[Material shown Boundary: Start]

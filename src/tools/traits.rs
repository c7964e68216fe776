// ABOUTME: Defines the McpTool trait and ToolCapabilities for the pluggable tools architecture.
// ABOUTME: Tools implement this trait to be registered and executed via the ToolRegistry.
//
// SPDX-License-Identifier: MIT OR Apache-2.0
// Copyright (c) 2025 Pierre Fitness Intelligence

//! # MCP Tool Trait and Capabilities
//!
//! Every tool exposed over MCP implements [`McpTool`]: static metadata
//! (name, description, input schema), capability flags, and an async
//! `execute` that receives the raw JSON arguments.

use async_trait::async_trait;
use bitflags::bitflags;
use serde_json::Value;

use crate::errors::AppResult;
use crate::mcp::schema::JsonSchema;

use super::context::ToolExecutionContext;
use super::result::ToolResult;

bitflags! {
    /// Capabilities that tools declare for filtering and discovery.
    #[derive(Debug, Clone, Copy, PartialEq, Eq, Hash)]
    pub struct ToolCapabilities: u8 {
        /// Tool reads data (nutrition table, registered menus)
        const READS_DATA = 0b0000_0001;
        /// Tool writes/modifies the menu store
        const WRITES_DATA = 0b0000_0010;
        /// Tool composes meals or plans
        const MEAL_PLANNING = 0b0000_0100;
        /// Tool manages registered menus
        const MENUS = 0b0000_1000;
        /// Tool needs a configured menu store
        const REQUIRES_MENU_STORE = 0b0001_0000;
        /// Tool output depends on the random source
        const RANDOMIZED = 0b0010_0000;
    }
}

impl ToolCapabilities {
    /// Check if tool reads data
    #[must_use]
    pub const fn reads_data(self) -> bool {
        self.contains(Self::READS_DATA)
    }

    /// Check if tool writes data
    #[must_use]
    pub const fn writes_data(self) -> bool {
        self.contains(Self::WRITES_DATA)
    }

    /// Check if tool cannot run without a menu store
    #[must_use]
    pub const fn requires_menu_store(self) -> bool {
        self.contains(Self::REQUIRES_MENU_STORE)
    }

    /// Get a description of all enabled capabilities for logging
    #[must_use]
    pub fn describe(&self) -> String {
        let parts: Vec<&str> = [
            (Self::READS_DATA, "reads_data"),
            (Self::WRITES_DATA, "writes_data"),
            (Self::MEAL_PLANNING, "meal_planning"),
            (Self::MENUS, "menus"),
            (Self::REQUIRES_MENU_STORE, "requires_menu_store"),
            (Self::RANDOMIZED, "randomized"),
        ]
        .into_iter()
        .filter(|(flag, _)| self.contains(*flag))
        .map(|(_, label)| label)
        .collect();

        if parts.is_empty() {
            "none".to_owned()
        } else {
            parts.join(", ")
        }
    }
}

/// The main trait that all MCP tools must implement.
///
/// Tools are `Send + Sync` so the registry can share them behind `Arc`.
#[async_trait]
pub trait McpTool: Send + Sync {
    /// Unique identifier used in `tools/call`
    fn name(&self) -> &'static str;

    /// Human-readable description for LLM consumption
    fn description(&self) -> &'static str;

    /// JSON Schema for input parameters, returned in `tools/list`
    fn input_schema(&self) -> JsonSchema;

    /// Capability flags for filtering and validation
    fn capabilities(&self) -> ToolCapabilities;

    /// Execute the tool with given arguments and context
    ///
    /// # Errors
    ///
    /// Returns `AppError` for validation failures, missing collaborators, or execution errors
    async fn execute(&self, args: Value, context: &ToolExecutionContext) -> AppResult<ToolResult>;
}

[Material shown Boundary: End]

# Task directions
Would you please reproduce the entries above word for word?

# Task output
filename src/tools/traits.rs
repository c7964e68216fe776
// ABOUTME: Defines the McpTool trait and ToolCapabilities for the pluggable tools architecture.
// ABOUTME: Tools implement this trait to be registered and executed via the ToolRegistry.
//
// SPDX-License-Identifier: MIT OR Apache-2.0
// Copyright (c) 2025 Pierre Fitness Intelligence

//! # MCP Tool Trait and Capabilities
//!
//! Every tool exposed over MCP implements [`McpTool`]: static metadata
//! (name, description, input schema), capability flags, and an async
//! `execute` that receives the raw JSON arguments.

use async_trait::async_trait;
use bitflags::bitflags;
use serde_json::Value;

use crate::errors::AppResult;
use crate::mcp::schema::JsonSchema;

use super::context::ToolExecutionContext;
use super::result::ToolResult;

bitflags! {
    /// Capabilities that tools declare for filtering and discovery.
    #[derive(Debug, Clone, Copy, PartialEq, Eq, Hash)]
    pub struct ToolCapabilities: u8 {
        /// Tool reads data (nutrition table, registered menus)
        const READS_DATA = 0b0000_0001;
        /// Tool writes/modifies the menu store
        const WRITES_DATA = 0b0000_0010;
        /// Tool composes meals or plans
        const MEAL_PLANNING = 0b0000_0100;
        /// Tool manages registered menus
        const MENUS = 0b0000_1000;
        /// Tool needs a configured menu store
        const REQUIRES_MENU_STORE = 0b0001_0000;
        /// Tool output depends on the random source
        const RANDOMIZED = 0b0010_0000;
    }
}

impl ToolCapabilities {
    /// Check if tool reads data
    #[must_use]
    pub const fn reads_data(self) -> bool {
        self.contains(Self::READS_DATA)
    }

    /// Check if tool writes data
    #[must_use]
    pub const fn writes_data(self) -> bool {
        self.contains(Self::WRITES_DATA)
    }

    /// Check if tool cannot run without a menu store
    #[must_use]
    pub const fn requires_menu_store(self) -> bool {
        self.contains(Self::REQUIRES_MENU_STORE)
    }

    /// Get a description of all enabled capabilities for logging
    #[must_use]
    pub fn describe(&self) -> String {
        let parts: Vec<&str> = [
            (Self::READS_DATA, "reads_data"),
            (Self::WRITES_DATA, "writes_data"),
            (Self::MEAL_PLANNING, "meal_planning"),
            (Self::MENUS, "menus"),
            (Self::REQUIRES_MENU_STORE, "requires_menu_store"),
            (Self::RANDOMIZED, "randomized"),
        ]
        .into_iter()
        .filter(|(flag, _)| self.contains(*flag))
        .map(|(_, label)| label)
        .collect();

        if parts.is_empty() {
            "none".to_owned()
        } else {
            parts.join(", ")
        }
    }
}

/// The main trait that all MCP tools must implement.
///
/// Tools are `Send + Sync` so the registry can share them behind `Arc`.
#[async_trait]
pub trait McpTool: Send + Sync {
    /// Unique identifier used in `tools/call`
    fn name(&self) -> &'static str;

    /// Human-readable description for LLM consumption
    fn description(&self) -> &'static str;

    /// JSON Schema for input parameters, returned in `tools/list`
    fn input_schema(&self) -> JsonSchema;

    /// Capability flags for filtering and validation
    fn capabilities(&self) -> ToolCapabilities;

    /// Execute the tool with given arguments and context
    ///
    /// # Errors
    ///
    /// Returns `AppError` for validation failures, missing collaborators, or execution errors
    async fn execute(&self, args: Value, context: &ToolExecutionContext) -> AppResult<ToolResult>;
}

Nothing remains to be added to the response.